Repeat every entry exactly as given.

===== DATA TO USE

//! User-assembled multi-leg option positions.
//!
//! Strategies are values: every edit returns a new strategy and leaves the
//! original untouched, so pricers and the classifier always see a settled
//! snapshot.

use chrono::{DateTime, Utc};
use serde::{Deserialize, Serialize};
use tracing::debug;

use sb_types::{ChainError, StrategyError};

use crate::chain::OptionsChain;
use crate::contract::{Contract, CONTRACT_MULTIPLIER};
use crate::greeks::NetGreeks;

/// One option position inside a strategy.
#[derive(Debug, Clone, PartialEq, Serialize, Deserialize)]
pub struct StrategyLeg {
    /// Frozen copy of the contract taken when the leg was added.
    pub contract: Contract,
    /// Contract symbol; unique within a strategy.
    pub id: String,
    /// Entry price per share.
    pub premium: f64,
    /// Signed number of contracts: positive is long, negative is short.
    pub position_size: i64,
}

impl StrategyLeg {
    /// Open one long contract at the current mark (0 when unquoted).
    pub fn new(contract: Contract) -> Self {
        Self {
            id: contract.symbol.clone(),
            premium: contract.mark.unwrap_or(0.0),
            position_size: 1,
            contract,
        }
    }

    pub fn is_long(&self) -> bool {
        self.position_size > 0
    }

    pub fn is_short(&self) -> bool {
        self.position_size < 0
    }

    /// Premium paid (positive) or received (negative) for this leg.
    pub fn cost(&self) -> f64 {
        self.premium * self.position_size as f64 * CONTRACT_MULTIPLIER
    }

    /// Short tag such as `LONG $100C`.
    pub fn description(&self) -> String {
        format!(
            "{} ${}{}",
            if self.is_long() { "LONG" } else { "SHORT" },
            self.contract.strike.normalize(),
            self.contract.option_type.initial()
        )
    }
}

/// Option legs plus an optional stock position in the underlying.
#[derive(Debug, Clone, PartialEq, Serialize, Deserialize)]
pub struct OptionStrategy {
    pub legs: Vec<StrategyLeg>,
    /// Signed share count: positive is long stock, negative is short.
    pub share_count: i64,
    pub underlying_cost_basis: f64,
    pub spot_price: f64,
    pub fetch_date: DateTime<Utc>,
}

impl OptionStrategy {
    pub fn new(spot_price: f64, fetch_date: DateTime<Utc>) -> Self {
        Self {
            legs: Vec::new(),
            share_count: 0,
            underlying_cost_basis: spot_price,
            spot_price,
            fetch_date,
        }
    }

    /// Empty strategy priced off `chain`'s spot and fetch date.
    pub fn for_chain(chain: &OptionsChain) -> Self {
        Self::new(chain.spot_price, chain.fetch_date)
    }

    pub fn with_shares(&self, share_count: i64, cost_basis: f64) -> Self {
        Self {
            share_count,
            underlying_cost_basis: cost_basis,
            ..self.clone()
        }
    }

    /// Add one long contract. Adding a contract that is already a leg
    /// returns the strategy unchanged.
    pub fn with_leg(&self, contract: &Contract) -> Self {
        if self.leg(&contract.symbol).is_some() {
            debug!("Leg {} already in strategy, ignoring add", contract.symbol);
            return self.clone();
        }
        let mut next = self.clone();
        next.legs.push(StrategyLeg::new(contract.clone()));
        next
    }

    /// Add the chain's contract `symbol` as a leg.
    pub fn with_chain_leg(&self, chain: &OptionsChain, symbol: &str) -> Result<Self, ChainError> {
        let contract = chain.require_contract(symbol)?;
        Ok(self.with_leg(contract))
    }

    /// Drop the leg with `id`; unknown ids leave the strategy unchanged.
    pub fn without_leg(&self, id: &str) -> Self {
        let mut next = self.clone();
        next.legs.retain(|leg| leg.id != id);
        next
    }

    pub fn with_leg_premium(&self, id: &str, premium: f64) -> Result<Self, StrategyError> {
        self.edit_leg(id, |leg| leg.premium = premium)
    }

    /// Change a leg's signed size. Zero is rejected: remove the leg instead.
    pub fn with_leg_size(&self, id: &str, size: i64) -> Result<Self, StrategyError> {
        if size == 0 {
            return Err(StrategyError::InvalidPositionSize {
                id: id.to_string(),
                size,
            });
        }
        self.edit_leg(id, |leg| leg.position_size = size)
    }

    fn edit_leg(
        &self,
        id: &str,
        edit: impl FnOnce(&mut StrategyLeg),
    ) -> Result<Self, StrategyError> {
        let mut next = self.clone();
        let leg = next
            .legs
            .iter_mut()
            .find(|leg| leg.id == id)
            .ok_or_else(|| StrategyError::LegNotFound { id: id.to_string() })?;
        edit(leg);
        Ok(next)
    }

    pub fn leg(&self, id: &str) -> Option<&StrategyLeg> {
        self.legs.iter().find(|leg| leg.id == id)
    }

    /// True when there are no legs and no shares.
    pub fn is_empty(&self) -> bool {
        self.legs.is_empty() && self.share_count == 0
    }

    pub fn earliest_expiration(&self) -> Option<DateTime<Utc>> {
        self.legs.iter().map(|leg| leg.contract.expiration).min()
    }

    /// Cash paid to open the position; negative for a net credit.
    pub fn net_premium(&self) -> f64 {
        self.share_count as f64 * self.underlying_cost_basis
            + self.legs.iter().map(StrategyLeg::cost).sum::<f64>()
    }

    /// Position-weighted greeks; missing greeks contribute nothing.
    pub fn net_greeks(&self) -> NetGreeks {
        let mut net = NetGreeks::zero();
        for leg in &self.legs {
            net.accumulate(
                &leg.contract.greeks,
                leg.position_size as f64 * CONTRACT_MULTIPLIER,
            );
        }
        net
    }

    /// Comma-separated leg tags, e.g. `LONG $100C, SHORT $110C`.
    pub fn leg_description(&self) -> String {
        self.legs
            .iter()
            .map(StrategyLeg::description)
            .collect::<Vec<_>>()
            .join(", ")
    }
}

==========

_EXPECTED ANSWER_:
//! User-assembled multi-leg option positions.
//!
//! Strategies are values: every edit returns a new strategy and leaves the
//! original untouched, so pricers and the classifier always see a settled
//! snapshot.

use chrono::{DateTime, Utc};
use serde::{Deserialize, Serialize};
use tracing::debug;

use sb_types::{ChainError, StrategyError};

use crate::chain::OptionsChain;
use crate::contract::{Contract, CONTRACT_MULTIPLIER};
use crate::greeks::NetGreeks;

/// One option position inside a strategy.
#[derive(Debug, Clone, PartialEq, Serialize, Deserialize)]
pub struct StrategyLeg {
    /// Frozen copy of the contract taken when the leg was added.
    pub contract: Contract,
    /// Contract symbol; unique within a strategy.
    pub id: String,
    /// Entry price per share.
    pub premium: f64,
    /// Signed number of contracts: positive is long, negative is short.
    pub position_size: i64,
}

impl StrategyLeg {
    /// Open one long contract at the current mark (0 when unquoted).
    pub fn new(contract: Contract) -> Self {
        Self {
            id: contract.symbol.clone(),
            premium: contract.mark.unwrap_or(0.0),
            position_size: 1,
            contract,
        }
    }

    pub fn is_long(&self) -> bool {
        self.position_size > 0
    }

    pub fn is_short(&self) -> bool {
        self.position_size < 0
    }

    /// Premium paid (positive) or received (negative) for this leg.
    pub fn cost(&self) -> f64 {
        self.premium * self.position_size as f64 * CONTRACT_MULTIPLIER
    }

    /// Short tag such as `LONG $100C`.
    pub fn description(&self) -> String {
        format!(
            "{} ${}{}",
            if self.is_long() { "LONG" } else { "SHORT" },
            self.contract.strike.normalize(),
            self.contract.option_type.initial()
        )
    }
}

/// Option legs plus an optional stock position in the underlying.
#[derive(Debug, Clone, PartialEq, Serialize, Deserialize)]
pub struct OptionStrategy {
    pub legs: Vec<StrategyLeg>,
    /// Signed share count: positive is long stock, negative is short.
    pub share_count: i64,
    pub underlying_cost_basis: f64,
    pub spot_price: f64,
    pub fetch_date: DateTime<Utc>,
}

impl OptionStrategy {
    pub fn new(spot_price: f64, fetch_date: DateTime<Utc>) -> Self {
        Self {
            legs: Vec::new(),
            share_count: 0,
            underlying_cost_basis: spot_price,
            spot_price,
            fetch_date,
        }
    }

    /// Empty strategy priced off `chain`'s spot and fetch date.
    pub fn for_chain(chain: &OptionsChain) -> Self {
        Self::new(chain.spot_price, chain.fetch_date)
    }

    pub fn with_shares(&self, share_count: i64, cost_basis: f64) -> Self {
        Self {
            share_count,
            underlying_cost_basis: cost_basis,
            ..self.clone()
        }
    }

    /// Add one long contract. Adding a contract that is already a leg
    /// returns the strategy unchanged.
    pub fn with_leg(&self, contract: &Contract) -> Self {
        if self.leg(&contract.symbol).is_some() {
            debug!("Leg {} already in strategy, ignoring add", contract.symbol);
            return self.clone();
        }
        let mut next = self.clone();
        next.legs.push(StrategyLeg::new(contract.clone()));
        next
    }

    /// Add the chain's contract `symbol` as a leg.
    pub fn with_chain_leg(&self, chain: &OptionsChain, symbol: &str) -> Result<Self, ChainError> {
        let contract = chain.require_contract(symbol)?;
        Ok(self.with_leg(contract))
    }

    /// Drop the leg with `id`; unknown ids leave the strategy unchanged.
    pub fn without_leg(&self, id: &str) -> Self {
        let mut next = self.clone();
        next.legs.retain(|leg| leg.id != id);
        next
    }

    pub fn with_leg_premium(&self, id: &str, premium: f64) -> Result<Self, StrategyError> {
        self.edit_leg(id, |leg| leg.premium = premium)
    }

    /// Change a leg's signed size. Zero is rejected: remove the leg instead.
    pub fn with_leg_size(&self, id: &str, size: i64) -> Result<Self, StrategyError> {
        if size == 0 {
            return Err(StrategyError::InvalidPositionSize {
                id: id.to_string(),
                size,
            });
        }
        self.edit_leg(id, |leg| leg.position_size = size)
    }

    fn edit_leg(
        &self,
        id: &str,
        edit: impl FnOnce(&mut StrategyLeg),
    ) -> Result<Self, StrategyError> {
        let mut next = self.clone();
        let leg = next
            .legs
            .iter_mut()
            .find(|leg| leg.id == id)
            .ok_or_else(|| StrategyError::LegNotFound { id: id.to_string() })?;
        edit(leg);
        Ok(next)
    }

    pub fn leg(&self, id: &str) -> Option<&StrategyLeg> {
        self.legs.iter().find(|leg| leg.id == id)
    }

    /// True when there are no legs and no shares.
    pub fn is_empty(&self) -> bool {
        self.legs.is_empty() && self.share_count == 0
    }

    pub fn earliest_expiration(&self) -> Option<DateTime<Utc>> {
        self.legs.iter().map(|leg| leg.contract.expiration).min()
    }

    /// Cash paid to open the position; negative for a net credit.
    pub fn net_premium(&self) -> f64 {
        self.share_count as f64 * self.underlying_cost_basis
            + self.legs.iter().map(StrategyLeg::cost).sum::<f64>()
    }

    /// Position-weighted greeks; missing greeks contribute nothing.
    pub fn net_greeks(&self) -> NetGreeks {
        let mut net = NetGreeks::zero();
        for leg in &self.legs {
            net.accumulate(
                &leg.contract.greeks,
                leg.position_size as f64 * CONTRACT_MULTIPLIER,
            );
        }
        net
    }

    /// Comma-separated leg tags, e.g. `LONG $100C, SHORT $110C`.
    pub fn leg_description(&self) -> String {
        self.legs
            .iter()
            .map(StrategyLeg::description)
            .collect::<Vec<_>>()
            .join(", ")
    }
}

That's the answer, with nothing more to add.